**WHAT YOU WILL DO**. Each line of the listing that includes the string "MediaItem" is to be identified and copied.

────────────────

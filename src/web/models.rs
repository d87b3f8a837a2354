use std::path::{Path, PathBuf};
use std::sync::Arc;

use crate::catalog::{Catalog, MediaItem};
use crate::config::Config;
use crate::thumbnails::{FrameExtractor, ThumbnailCache};

/// Shared state handed to every request handler.
#[derive(Clone)]
pub struct AppState {
    pub catalog: Arc<Catalog>,
    pub thumbnails: ThumbnailCache,
    pub videos_dir: PathBuf,
    pub content_type: String,
    pub chunk_size: usize,
}

impl AppState {
    pub fn new(config: &Config, catalog: Arc<Catalog>, extractor: Arc<dyn FrameExtractor>) -> Self {
        Self {
            catalog,
            thumbnails: ThumbnailCache::new(config.thumbs_path(), extractor),
            videos_dir: config.videos_path(),
            content_type: config.content_type.clone(),
            chunk_size: config.stream_chunk_size,
        }
    }

    /// Location of the item's file in media storage. Filenames that would
    /// escape the storage directory resolve to nothing.
    pub fn video_path(&self, item: &MediaItem) -> Option<PathBuf> {
        let name = Path::new(&item.filename).file_name()?;
        (name == item.filename.as_str()).then(|| self.videos_dir.join(name))
    }

    /// `(id, source path)` pairs for every catalog entry, for thumbnail prewarming.
    pub fn thumbnail_sources(&self) -> Vec<(String, PathBuf)> {
        self.catalog
            .list()
            .into_iter()
            .filter_map(|item| {
                let path = self.video_path(&item)?;
                Some((item.id, path))
            })
            .collect()
    }
}
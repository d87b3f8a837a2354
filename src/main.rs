use anyhow::{Context, Result};
use std::net::SocketAddr;
use std::sync::Arc;
use tokio::sync::Notify;
use tracing::{error, info};
use tracing_subscriber::EnvFilter;

use vidserve::catalog::Catalog;
use vidserve::config::Config;
use vidserve::thumbnails::FfmpegExtractor;
use vidserve::web::server::run_server;
use vidserve::web::AppState;

#[tokio::main]
async fn main() -> Result<()> {
    // Initialize logging
    tracing_subscriber::fmt()
        .with_env_filter(
            EnvFilter::try_from_default_env().unwrap_or_else(|_| EnvFilter::new("info")),
        )
        .init();
    info!("Logging initialized, starting the application");

    let config = Config::from_env()?;

    // Create required directories
    tokio::fs::create_dir_all(&config.videos_dir)
        .await
        .with_context(|| format!("Failed to create videos directory {}", config.videos_dir))?;
    tokio::fs::create_dir_all(&config.thumbs_dir)
        .await
        .with_context(|| format!("Failed to create thumbs directory {}", config.thumbs_dir))?;

    let catalog = Arc::new(Catalog::open(config.catalog_file())?);
    let extractor = Arc::new(FfmpegExtractor::new(
        config.ffmpeg_bin.clone(),
        config.thumbnail_seek.clone(),
        config.thumbnail_width,
    ));
    let state = AppState::new(&config, catalog, extractor);

    if config.thumbnail_prewarm {
        let sources = state.thumbnail_sources();
        info!("Prewarming thumbnails for {} videos", sources.len());
        state.thumbnails.prewarm(sources);
    }

    let addr = format!("{}:{}", config.host, config.port)
        .parse::<SocketAddr>()
        .context("Failed to parse host and port into SocketAddr")?;

    // Create shutdown signal
    let shutdown = Arc::new(Notify::new());
    let ctrl_c_shutdown = shutdown.clone();
    tokio::spawn(async move {
        if let Err(e) = tokio::signal::ctrl_c().await {
            error!("Failed to listen for Ctrl+C: {}", e);
            return;
        }
        info!("Ctrl+C received, shutting down");
        ctrl_c_shutdown.notify_one();
    });

    if let Err(e) = run_server(addr, state, shutdown).await {
        error!("Video server error: {:?}", e);
        return Err(e.into());
    }

    info!("Shutdown complete");
    Ok(())
}
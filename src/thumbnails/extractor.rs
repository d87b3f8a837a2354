use async_process::Command;
use async_trait::async_trait;
use std::path::Path;
use thiserror::Error;
use tracing::debug;

#[derive(Debug, Error)]
pub enum ExtractError {
    #[error("failed to launch frame extractor: {0}")]
    Spawn(#[from] std::io::Error),
    #[error("frame extractor exited with {status}: {stderr}")]
    Failed { status: String, stderr: String },
    #[error("frame extractor produced no output at {0}")]
    NoOutput(String),
}

/// Writes a single still image taken from `source` to `dest`.
#[async_trait]
pub trait FrameExtractor: Send + Sync {
    async fn generate_preview(&self, source: &Path, dest: &Path) -> Result<(), ExtractError>;
}

/// Frame extractor backed by the `ffmpeg` binary.
pub struct FfmpegExtractor {
    pub bin: String,
    pub seek: String,
    pub width: u32,
    pub quality: u8,
}

impl FfmpegExtractor {
    pub fn new(bin: impl Into<String>, seek: impl Into<String>, width: u32) -> Self {
        Self {
            bin: bin.into(),
            seek: seek.into(),
            width,
            quality: 2,
        }
    }

    pub fn args(&self, source: &Path, dest: &Path) -> Vec<String> {
        vec![
            "-y".to_string(),
            "-ss".to_string(),
            self.seek.clone(),
            "-i".to_string(),
            source.to_string_lossy().into_owned(),
            "-frames:v".to_string(),
            "1".to_string(),
            "-vf".to_string(),
            format!("scale={}:-1", self.width), // keep aspect ratio
            "-q:v".to_string(),
            self.quality.to_string(),
            dest.to_string_lossy().into_owned(),
        ]
    }
}

#[async_trait]
impl FrameExtractor for FfmpegExtractor {
    async fn generate_preview(&self, source: &Path, dest: &Path) -> Result<(), ExtractError> {
        let args = self.args(source, dest);
        debug!("Running {} {}", self.bin, args.join(" "));

        let output = Command::new(&self.bin).args(&args).output().await?;

        if !output.status.success() {
            let stderr = String::from_utf8_lossy(&output.stderr);
            return Err(ExtractError::Failed {
                status: output.status.to_string(),
                stderr: stderr.trim().lines().last().unwrap_or_default().to_string(),
            });
        }

        if tokio::fs::metadata(dest).await.is_err() {
            return Err(ExtractError::NoOutput(dest.display().to_string()));
        }

        Ok(())
    }
}

#[cfg(test)]
mod tests {
    use super::*;
    use std::path::PathBuf;

    #[test]
    fn ffmpeg_arguments_follow_the_fixed_template() {
        let extractor = FfmpegExtractor::new("ffmpeg", "00:00:01", 320);
        let args = extractor.args(
            &PathBuf::from("/data/videos/a.mp4"),
            &PathBuf::from("/data/thumbs/a.jpg"),
        );

        assert_eq!(
            args,
            [
                "-y",
                "-ss",
                "00:00:01",
                "-i",
                "/data/videos/a.mp4",
                "-frames:v",
                "1",
                "-vf",
                "scale=320:-1",
                "-q:v",
                "2",
                "/data/thumbs/a.jpg",
            ]
        );
    }

    #[tokio::test]
    async fn missing_binary_is_a_spawn_error() {
        let dir = tempfile::tempdir().unwrap();
        let extractor = FfmpegExtractor::new("/nonexistent/ffmpeg-binary", "00:00:01", 320);

        let err = extractor
            .generate_preview(&dir.path().join("in.mp4"), &dir.path().join("out.jpg"))
            .await
            .unwrap_err();
        assert!(matches!(err, ExtractError::Spawn(_)));
    }

    #[cfg(unix)]
    #[tokio::test]
    async fn nonzero_exit_is_a_failure() {
        let dir = tempfile::tempdir().unwrap();
        let extractor = FfmpegExtractor::new("false", "00:00:01", 320);

        let err = extractor
            .generate_preview(&dir.path().join("in.mp4"), &dir.path().join("out.jpg"))
            .await
            .unwrap_err();
        assert!(matches!(err, ExtractError::Failed { .. }));
    }

    #[cfg(unix)]
    #[tokio::test]
    async fn clean_exit_without_output_is_reported() {
        let dir = tempfile::tempdir().unwrap();
        let extractor = FfmpegExtractor::new("true", "00:00:01", 320);

        let err = extractor
            .generate_preview(&dir.path().join("in.mp4"), &dir.path().join("out.jpg"))
            .await
            .unwrap_err();
        assert!(matches!(err, ExtractError::NoOutput(_)));
    }
}
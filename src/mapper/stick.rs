//! Analog-stick dispatch (spec.md §4.6.4). The left pad's raw X/Y wire
//! fields double as the hardware joystick's position whenever `LPAD_TOUCH`
//! is clear (spec.md §3.2); once the pad is touched, those fields mean
//! touch coordinates instead and stick processing stands down.

use crate::profile::{Binding, StickMode};
use crate::report::{Buttons, Report};
use crate::sink::SinkKind;

use super::EventMapper;

/// The press threshold is this much above a baseline derived from the
/// previous sample (spec.md §4.6.4), giving a >2000-unit hysteresis band
/// between press and release.
const PRESS_MARGIN: i32 = 2000;
/// Maximum press threshold, keeping the latch within the raw axis range
/// (spec.md §4.6.4).
const PRESS_MAX: i32 = 31000;

pub(super) fn process_stick(mapper: &mut EventMapper, prev: Report, cur: Report) {
	let cfg = mapper.effective_stick_cfg();

	if cur.buttons.contains(Buttons::LPAD_TOUCH) {
		if cfg.mode == StickMode::Button && cfg.events.len() == 4 {
			release_all_latches(mapper, &cfg.events);
		}
		return;
	}

	let x = cur.lpad_x;
	let y = cur.lpad_y;
	let xp = prev.lpad_x;
	let yp = prev.lpad_y;

	match cfg.mode {
		StickMode::NoAction => {},
		StickMode::Axis => {
			if let Some((ax_x, ax_y)) = cfg.axes {
				let yv = if cfg.revert { -(y as i32) } else { y as i32 };
				mapper.axis_write(SinkKind::Gamepad, ax_x, x as i32);
				mapper.axis_write(SinkKind::Gamepad, ax_y, yv);
			}
		},
		StickMode::Button => {
			if cfg.events.len() == 4 {
				positive_latch(mapper, 0, y, yp, &cfg.events[0]);
				negative_latch(mapper, 1, x, xp, &cfg.events[1]);
				negative_latch(mapper, 2, y, yp, &cfg.events[2]);
				positive_latch(mapper, 3, x, xp, &cfg.events[3]);
			}
		},
	}
}

fn release_all_latches(mapper: &mut EventMapper, events: &[Binding]) {
	for idx in 0..4 {
		if mapper.stick_latch[idx].is_some() {
			mapper.stick_latch[idx] = None;
			mapper.apply_binding(&events[idx], false);
		}
	}
}

/// Latch/release a direction whose magnitude grows positive (top/right),
/// per spec.md §4.6.4's baseline-derived hysteresis.
fn positive_latch(mapper: &mut EventMapper, idx: usize, raw: i16, prev_raw: i16, binding: &Binding) {
	let v = raw as i32;
	match mapper.stick_latch[idx] {
		None => {
			let threshold = (prev_raw as i32 + PRESS_MARGIN).min(PRESS_MAX);
			if v > 0 && v > threshold {
				let latch_value = (v - PRESS_MARGIN).max(0).min(PRESS_MAX - PRESS_MARGIN);
				mapper.stick_latch[idx] = Some(latch_value as i16);
				mapper.apply_binding(binding, true);
			}
		},
		Some(latched) => {
			if v <= latched as i32 {
				mapper.stick_latch[idx] = None;
				mapper.apply_binding(binding, false);
			}
		},
	}
}

/// Mirror of [`positive_latch`] for directions whose magnitude grows
/// negative (bottom/left).
fn negative_latch(mapper: &mut EventMapper, idx: usize, raw: i16, prev_raw: i16, binding: &Binding) {
	let v = raw as i32;
	match mapper.stick_latch[idx] {
		None => {
			let threshold = (prev_raw as i32 - PRESS_MARGIN).max(-PRESS_MAX);
			if v < 0 && v < threshold {
				let latch_value = (v + PRESS_MARGIN).min(0).max(-(PRESS_MAX - PRESS_MARGIN));
				mapper.stick_latch[idx] = Some(latch_value as i16);
				mapper.apply_binding(binding, true);
			}
		},
		Some(latched) => {
			if v >= latched as i32 {
				mapper.stick_latch[idx] = None;
				mapper.apply_binding(binding, false);
			}
		},
	}
}

#[cfg(test)]
mod tests {
	use super::*;
	use crate::mapper::fake::{FakeGamepad, FakeMouse};
	use crate::profile::{BindingTables, StickConfig};
	use crate::report::Status;
	use crate::sink::Axis;

	fn mapper_with(stick_cfg: StickConfig) -> EventMapper {
		let mut tables = BindingTables::default();
		tables.stick_cfg = stick_cfg;
		EventMapper::new(
			tables,
			Box::new(FakeGamepad::new()),
			Box::new(FakeGamepad::new()),
			Box::new(FakeMouse::new()),
		)
	}

	fn report(buttons: Buttons, x: i16, y: i16) -> Report {
		Report {
			status: Status::Input,
			buttons,
			lpad_x: x,
			lpad_y: y,
			..Default::default()
		}
	}

	#[test]
	fn touching_the_pad_suppresses_stick_processing() {
		let cfg = StickConfig {
			mode: StickMode::Axis,
			axes: Some((Axis::X, Axis::Y)),
			..Default::default()
		};
		let mut mapper = mapper_with(cfg);
		let touched = report(Buttons::LPAD_TOUCH, 1000, 1000);
		process_stick(&mut mapper, Report::default(), touched);
		assert!(mapper.on_abs.is_empty());
	}

	#[test]
	fn axis_mode_writes_both_axes_and_honors_revert() {
		let cfg = StickConfig {
			mode: StickMode::Axis,
			axes: Some((Axis::X, Axis::Y)),
			revert: true,
			..Default::default()
		};
		let mut mapper = mapper_with(cfg);
		let cur = report(Buttons::empty(), 500, 1000);
		process_stick(&mut mapper, Report::default(), cur);
		assert_eq!(mapper.on_abs.get(&(SinkKind::Gamepad, Axis::X)), Some(&500));
		assert_eq!(mapper.on_abs.get(&(SinkKind::Gamepad, Axis::Y)), Some(&-1000));
	}

	#[test]
	fn button_mode_latches_and_releases_with_hysteresis() {
		let cfg = StickConfig {
			mode: StickMode::Button,
			events: vec![
				Binding::Key(1),
				Binding::Key(2),
				Binding::Key(3),
				Binding::Key(4),
			],
			..Default::default()
		};
		let mut mapper = mapper_with(cfg);

		let pushed_right = report(Buttons::empty(), 32000, 0);
		process_stick(&mut mapper, Report::default(), pushed_right);
		assert!(mapper.on_keys.contains(&(SinkKind::Gamepad, 4)));

		// Within the hysteresis band: stays latched.
		let eased_off = report(Buttons::empty(), 30000, 0);
		process_stick(&mut mapper, pushed_right, eased_off);
		assert!(mapper.on_keys.contains(&(SinkKind::Gamepad, 4)));

		let released = report(Buttons::empty(), 28000, 0);
		process_stick(&mut mapper, eased_off, released);
		assert!(!mapper.on_keys.contains(&(SinkKind::Gamepad, 4)));
	}

	#[test]
	fn touching_the_pad_releases_a_latched_direction() {
		let cfg = StickConfig {
			mode: StickMode::Button,
			events: vec![
				Binding::Key(1),
				Binding::Key(2),
				Binding::Key(3),
				Binding::Key(4),
			],
			..Default::default()
		};
		let mut mapper = mapper_with(cfg);
		let pushed_right = report(Buttons::empty(), 32000, 0);
		process_stick(&mut mapper, Report::default(), pushed_right);
		assert!(mapper.on_keys.contains(&(SinkKind::Gamepad, 4)));

		let now_touched = report(Buttons::LPAD_TOUCH, 32000, 0);
		process_stick(&mut mapper, pushed_right, now_touched);
		assert!(!mapper.on_keys.contains(&(SinkKind::Gamepad, 4)));
	}
}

────────────────

**FINISHED EXERCISE**.
use crate::catalog::{Catalog, MediaItem};
    pub fn video_path(&self, item: &MediaItem) -> Option<PathBuf> {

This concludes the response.